4.6.4.5. Troubleshooting Hadoop Replication

Replicating to Hadoop involves a number of discrete, specific steps. Due to the batch and multi-stage nature of the extract and apply process, replication can stall or stop due to a variety of issues.

4.6.4.5.1. Errors Reading/Writing commitseqno.0 File

During initial installation, or when starting up replication, the replicator may report that the commitseqno.0 can not be created or written properly, or during startup, that the file cannot be read.

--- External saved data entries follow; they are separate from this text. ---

use chrono::{DateTime, Utc};
use serde::{Deserialize, Serialize};
use serde_json::Value;

use crate::canonical::digest_of;

/// Read-only snapshot of an upstream data source. The core never mutates it.
#[derive(Debug, Clone, PartialEq, Serialize, Deserialize)]
pub struct InputSnapshot {
    pub source: String,
    pub as_of: DateTime<Utc>,
    pub data: Value,
}

impl InputSnapshot {
    pub fn new(source: &str, as_of: DateTime<Utc>, data: Value) -> Self {
        Self { source: source.to_string(), as_of, data }
    }

    pub fn digest(&self) -> String {
        digest_of(self).unwrap_or_default()
    }
}

/// Reference to an upstream pack by content, not by identity, so replays
/// under a different run id digest identically.
#[derive(Debug, Clone, PartialEq, Eq, Serialize, Deserialize)]
pub struct UpstreamRef {
    pub layer_id: String,
    pub determinism_hash: String,
}

#[derive(Debug, Clone, PartialEq, Serialize, Deserialize)]
pub struct LayerInputs {
    pub snapshot: InputSnapshot,
    #[serde(default)]
    pub upstream: Vec<UpstreamRef>,
}

impl LayerInputs {
    pub fn new(snapshot: InputSnapshot) -> Self {
        Self { snapshot, upstream: Vec::new() }
    }

    pub fn with_upstream(mut self, layer_id: &str, determinism_hash: &str) -> Self {
        self.upstream.push(UpstreamRef {
            layer_id: layer_id.to_string(),
            determinism_hash: determinism_hash.to_string(),
        });
        self
    }

    pub fn digest(&self) -> String {
        digest_of(self).unwrap_or_default()
    }
}

#[cfg(test)]
mod tests {
    use super::*;
    use chrono::TimeZone;
    use serde_json::json;

    #[test]
    fn test_upstream_changes_digest() {
        let as_of = Utc.with_ymd_and_hms(2026, 3, 2, 14, 30, 0).unwrap();
        let base = LayerInputs::new(InputSnapshot::new("md", as_of, json!({"symbol": "NQ"})));
        let chained = base.clone().with_upstream("research", "ab");
        assert_ne!(base.digest(), chained.digest());
        assert_eq!(base.digest(), base.clone().digest());
    }
}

The following checks and recovery procedures can be tried:

  • Check the permissions of the directory to the commitseqno.0 file, the file itself, and the ownership:

    shell> hadoop fs -ls -R /user/tungsten/metadata
    drwxr-xr-x   - cloudera cloudera          0 2020-01-14 10:40 /user/tungsten/metadata/alpha
    -rw-r--r--   3 cloudera cloudera        251 2020-01-14 10:40 /user/tungsten/metadata/alpha/commitseqno.0
  • Check that the file is writable and is not empty. An empty file may indicate a problem updating the content with the new sequence number.

  • Check the content of the file is correct. The content should be a JSON structure containing the replicator state and position information. For example:

    shell> hadoop fs -cat /user/tungsten/metadata/alpha/commitseqno.0
    {
      "appliedLatency" : "0",
      "epochNumber" : "0",
      "fragno" : "0",
      "shardId" : "dna",
      "seqno" : "8",
      "eventId" : "mysql-bin.000015:0000000000103156;0",
      "extractedTstamp" : "1578998421000"
      "lastFrag" : "true",
      "sourceId" : "host1"
    }
  • Try deleting the commitseqno.0 file and placing the replicator online:

    shell> hadoop fs -rm /user/tungsten/metadata/alpha/commitseqno.0
    shell> trepctl online
4.6.4.5.2. Recovering from Replication Failure

If the replication fails, is manually stopped, or the host needs to be restarted, replication should continue from the last point When replication was stopped. Files that were being written when replication was last running will be overwritten and the information recreated.

Unlike other Heterogeneous replication implementations, the Hadoop applier stores the current replication state and restart position in a file within the HDFS of the target Hadoop environment. To recover from failed replication, this file must be deleted, so that the THL can be re-read from the Source and CSV files will be recreated and applied into HDFS.

  1. On the Applier, put the replicator offline:

    shell> trepctl offline
  2. Remove the THL files from the Applier:

    shell> trepctl reset -thl
  3. Remove the staging CSV files replicated into Hadoop:

    shell> hadoop fs -rm -r /user/tungsten/staging
  4. Reset the restart position:

    shell> rm /opt/continuent/tungsten/tungsten-replicator/data/alpha/commitseqno.0

    Replace alpha and /opt/continuent with the corresponding service name and installation location.

  5. Restart replication on the Applier; this will start to recreate the THL files from the MySQL binary log:

    shell> trepctl online
4.6.4.5.3. Missing Primary Key

Replication may fail at the applier stage if the source data does not contain the correct ROW format and information, including the primary key data. trepctl may report the following error:

...
pendingErrorEventId    : mysql-bin.000015:0000000000143981;0
pendingErrorSeqno      : 10
pendingExceptionMessage: Wrapped com.continuent.tungsten.replicator.ReplicatorException: »
    Unable to find a primary key for dna.alt_allele_attrib and there is no default » 
    from property stagePkeyColumn (../../tungsten-replicator//samples/scripts/batch/hdfs-merge.js#18)
pipelineSource         : UNKNOWN
relativeLatency        : -1.0
...

If the primary key was missing in the source data, the table structure on the source must be updated, and the THL information recreated.